Student Photographers Snap Their Take on Daily Life in Kandal

Their assignment was to photograph scenes from their daily lives at school, and the images they produced under the guidance of photographer Vandy Rattana have the freshness and simplicity of a reality presented without judgment.

The 11 students-13 to 19 years old-shot fish getting prepared in the kitchen and the washing-up afterwards; a student laughing, his reading glasses nearly bigger than his face; another student fishing in a garden pond; youngsters playing on school grounds.

What their photos-on exhibit at the Bophana Audiovisual Resource Center on Street 200 until March 26-do not dwell on is the fact that the young photographers and students at their school are physically handicapped. As one of the students, Mom Phala, said when she described students washing dishes together after meals and her experience with a camera, “I can work like un-handicapped people-I am so happy.”
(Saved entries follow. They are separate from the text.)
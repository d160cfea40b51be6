use std::{collections::HashMap, convert::TryFrom};
// use tags::Tag;

macro_rules! enum_try_from {
    {#[$enum_attr:meta] $vis:vis enum $tyname:ident { $($name:ident = $value:expr),* $(,)* }} => {
        #[$enum_attr]
        $vis enum $tyname {
            $($name = $value,)*
        }

        impl ::std::convert::TryFrom<usize> for $tyname {
            type Error = ();
            /// Get enum key for value
            fn try_from(num: usize) -> Result<Self, ()> {
                $(
                    if num == $value {
                        Ok($tyname::$name)
                    } else
                )* {
                    Err(())
                }
            }
        }
    };
}

// More info about geotiff keys can be found
// [here](http://geotiff.maptools.org/spec/geotiff2.7.html)
enum_try_from! {
    #[derive(Debug, PartialEq, Eq, Hash)]
    pub enum GeoKey {
    // GeoTIFF Configuration GeoKeys
    GTModelTypeGeoKey = 1024,
    GTRasterTypeGeoKey = 1025,
    GTCitationGeoKey = 1026,
    // Geographic CS Parameter GeoKeys
    GeographicTypeGeoKey = 2048,
    GeogCitationGeoKey = 2049,
    GeogGeodeticDatumGeoKey = 2050,
    GeogPrimeMeridianGeoKey = 2051,
    GeogLinearUnitsGeoKey = 2052,
    GeogLinearUnitSizeGeoKey = 2053,
    GeogAngularUnitsGeoKey = 2054,
    GeogAngularUnitSizeGeoKey = 2055,
    GeogEllipsoidGeoKey = 2056,
    GeogSemiMajorAxisGeoKey = 2057,
    GeogSemiMinorAxisGeoKey = 2058,
    GeogInvFlatteningGeoKey = 2059,
    GeogAzimuthUnitsGeoKey = 2060,
    GeogPrimeMeridianLongGeoKey = 2061,
    // Projected CS Parameter GeoKeys
    ProjectedCSTypeGeoKey = 3072,
    PCSCitationGeoKey = 3073,
    // Projection Definition GeoKeys
    ProjectionGeoKey = 3074,
    ProjCoordTransGeoKey = 3075,
    ProjLinearUnitsGeoKey = 3076,
    ProjLinearUnitSizeGeoKey = 3077,
    ProjStdParallel1GeoKey = 3078,
    ProjStdParallel2GeoKey = 3079,
    ProjNatOriginLongGeoKey = 3080,
    ProjNatOriginLatGeoKey = 3081,
    ProjFalseEastingGeoKey = 3082,
    ProjFalseNorthingGeoKey = 3083,
    ProjFalseOriginLongGeoKey = 3084,
    ProjFalseOriginLatGeoKey = 3085,
    ProjFalseOriginEastingGeoKey = 3086,
    ProjFalseOriginNorthingGeoKey = 3087,
    ProjCenterLongGeoKey = 3088,
    ProjCenterLatGeoKey = 3089,
    ProjCenterEastingGeoKey = 3090,
    ProjCenterNorthingGeoKey = 3091,
    ProjScaleAtNatOriginGeoKey = 3092,
    ProjScaleAtCenterGeoKey = 3093,
    ProjAzimuthAngleGeoKey = 3094,
    ProjStraightVertPoleLongGeoKey = 3095,
    // Vertical CS Parameter Keys
    VerticalCSTypeGeoKey = 4096,
    VerticalCitationGeoKey = 4097,
    VerticalDatumGeoKey = 4098,
    VerticalUnitsGeoKey = 4099,
}
}
#[derive(Clone, Debug)]
pub enum GeoKeyType {
    Short(u16),
    Double(Vec<f64>),
    Ascii(String),
    ShortVec(Vec<u16>),
}

pub fn get_geo_key(geodir: HashMap<GeoKey, GeoKeyType>, key: &GeoKey) -> Option<GeoKeyType> {
    let res = geodir.get(key);

    return match res {
        Some(val) => Some(val.clone()),
        None => None,
    };
}

pub fn parse_geo_keys(
    geokey_dir: Vec<u16>,
    ascii_params: Option<String>,
    double_params: Option<Vec<f64>>,
) -> HashMap<GeoKey, GeoKeyType> {
    let mut geodir: HashMap<GeoKey, GeoKeyType> = HashMap::new();
    if geokey_dir.len() < 4 {
        // TODO: or return an error in a result
        return geodir;
    }

    let num_keys = geokey_dir[3] as usize;

    for i in 0..num_keys {
        let idx = 4 + i * 4;
        // Each keyEntry is made up of SHORTS: KeyID, TIFFTagLocation, Count, Value_Offset
        let key_id = match GeoKey::try_from(geokey_dir[idx] as usize) {
            Ok(value) => value,
            Err(_) => {
                continue;
            }
        };
        let tiff_tag_location = geokey_dir[idx + 1];
        let count = geokey_dir[idx + 2];
        let value_offset = geokey_dir[idx + 3];

        if tiff_tag_location == 0 {
            geodir.insert(key_id, GeoKeyType::Short(value_offset as u16));
        } else if tiff_tag_location == 34736 {
            // should be accessed rather by Tag::GeoDoubleParamsTag
            match &double_params {
                Some(double_params) => {
                    let start = value_offset as usize;
                    let stop = (value_offset + count) as usize;

                    if start > double_params.len() || stop > double_params.len() {
                        continue;
                    }
                    let mut value = vec![0.; count as usize];
                    value.copy_from_slice(&double_params[start..stop]);
                    geodir.insert(key_id, GeoKeyType::Double(value));
                }
                None => continue,
            }
        } else if tiff_tag_location == 34737 {
            // should be accessed rather by Tag::GeoAsciiParamsTag
            match &ascii_params {
                Some(ascii_params) => {
                    let start = value_offset as usize;
                    let stop = (value_offset + count) as usize;

                    if start > ascii_params.len() || stop > ascii_params.len() {
                        continue;
                    }
                    let value = String::from(&ascii_params[start..stop]);
                    geodir.insert(key_id, GeoKeyType::Ascii(value));
                }
                None => continue,
            }
        } else if tiff_tag_location == 34735 {
            // should be accessed rather by Tag::GeoKeyDirectoryTag
            // If the tag is the same as the GeoKeyDirectoryTag, the value_offset represents
            // SHORT values at the end of the `geokey_dir` itself.
            let start = value_offset as usize;
            let stop = (value_offset + count) as usize;

            if start > geokey_dir.len() || stop > geokey_dir.len() {
                continue;
            }

            let mut value = vec![0; count as usize];
            value.copy_from_slice(&geokey_dir[start..stop]);
            geodir.insert(key_id, GeoKeyType::ShortVec(value));
        } else {
            // undefined
            continue;
        }
    }
    geodir
}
Located in Kandal province’s Takmao district, the Lavalla School for Children and Young People with Physical Disabilities provides an elementary school education to youngsters from poor neighborhoods who could not attend primary school because of their handicaps.

The school, which includes a residence for students who need to live on site, also offers skills training such as the photo workshop that Vandy Rattana taught late last year. “This was the first time they had touched a camera,” the 28-year-old photographer said. And yet, some of the students showed such promise that Vandy Rattana is looking into ways for them to continue photography training, he said.

In his workshop, held once a week over four months, Vandy Rattana first presented an overview of photography-including its history. Then, working with them on concepts and techniques, he let his students document their environment with digital cameras.

Many of them photographed their classmates engaged in sports and physical exercises like swimming. “This gives physically handicapped [people] the opportunity to be in good health and physically strong,” wrote young photographer Sao Channa, adding that they are perfectly capable of exercising in spite their disabilities.

Keun Piley experimented with close-ups of people’s faces, while Oak Somang photographed farmers next to the school compound “working in the stifling heat,” as the student wrote.

The Bophana Center has incorporated the young photographers’ comments into audio guides in Khmer, French and English, which visitors can listen to as they tour the photo exhibition.